- Germania Location within Buenos Aires Province
- Coordinates: 34°34′13″S 62°03′04″W﻿ / ﻿34.57028°S 62.05111°W
- Country: Argentina
- Province: Buenos Aires
- Partidos: General Pinto
- Established: August 15, 1905
- Elevation: 83 m (272 ft)

Population (2001 Census)
- • Total: 1,433
- Time zone: UTC−3 (ART)
- CPA Base: B 6053
- Climate: Dfc

= Germania, Buenos Aires =

Germania is a town located in the General Pinto Partido in the province of Buenos Aires, Argentina.

==Geography==
Germania is located 429 km from the provincial capital of La Plata, and 30 km from the town of General Pinto.

==History==
The land that would become Germania was originally the site of a ranch built in 1897. A train station would be built a decade later in 1905. Service was operated by the General San Martín Railway and service ran to the town of Chacabuco.

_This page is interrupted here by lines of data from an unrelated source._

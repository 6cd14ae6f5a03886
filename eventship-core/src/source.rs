//! Source configuration state
//!
//! The server-side source configuration decides whether this client may send
//! at all. State changes go through [`SourceConfigAction`] and the pure
//! [`reduce`] function; [`SourceConfigStore`] publishes each new state on a
//! `watch` channel and doubles as the gate the queue consults per event.

use serde::{Deserialize, Serialize};
use tokio::sync::watch;

/// Latest known source configuration
#[derive(Debug, Clone, PartialEq, Eq, Serialize, Deserialize)]
#[serde(rename_all = "camelCase")]
pub struct SourceConfig {
    #[serde(default)]
    pub source_id: Option<String>,

    #[serde(default = "default_enabled")]
    pub is_source_enabled: bool,
}

fn default_enabled() -> bool {
    true
}

impl Default for SourceConfig {
    fn default() -> Self {
        Self {
            source_id: None,
            is_source_enabled: true,
        }
    }
}

/// Actions that change the source configuration
#[derive(Debug, Clone, PartialEq, Eq)]
pub enum SourceConfigAction {
    /// Replace the state with a freshly fetched configuration
    Update(SourceConfig),
    /// The data plane reported the source as disabled
    DisableSource,
}

/// Apply an action to a state, returning the next state
pub fn reduce(state: &SourceConfig, action: SourceConfigAction) -> SourceConfig {
    match action {
        SourceConfigAction::Update(config) => config,
        SourceConfigAction::DisableSource => SourceConfig {
            is_source_enabled: false,
            ..state.clone()
        },
    }
}

/// Observable holder of the current [`SourceConfig`]
#[derive(Debug)]
pub struct SourceConfigStore {
    tx: watch::Sender<SourceConfig>,
}

impl SourceConfigStore {
    pub fn new(initial: SourceConfig) -> Self {
        let (tx, _rx) = watch::channel(initial);
        Self { tx }
    }

    /// Reduce `action` over the current state; subscribers are notified only
    /// when the state actually changes
    pub fn dispatch(&self, action: SourceConfigAction) {
        self.tx.send_if_modified(|state| {
            let next = reduce(state, action);
            if next == *state {
                return false;
            }
            tracing::debug!(
                enabled = next.is_source_enabled,
                source_id = ?next.source_id,
                "Source config updated"
            );
            *state = next;
            true
        });
    }

    pub fn subscribe(&self) -> watch::Receiver<SourceConfig> {
        self.tx.subscribe()
    }

    pub fn current(&self) -> SourceConfig {
        self.tx.borrow().clone()
    }

    /// Whether new events may be accepted and uploaded
    pub fn is_sending_allowed(&self) -> bool {
        self.tx.borrow().is_source_enabled
    }
}

impl Default for SourceConfigStore {
    fn default() -> Self {
        Self::new(SourceConfig::default())
    }
}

The town was founded on August 15, 1905. Germania was primarily settled by immigrants from Europe. Rail service to the town ended in the 1970s. The town was surveyed in 1909, and the first school was built in 1911.

==Architecture==
Most buildings in the town are European in style.

==Population==
According to INDEC, which collects population data for the country, the town had a population of 1,433 people as of the 2001 census.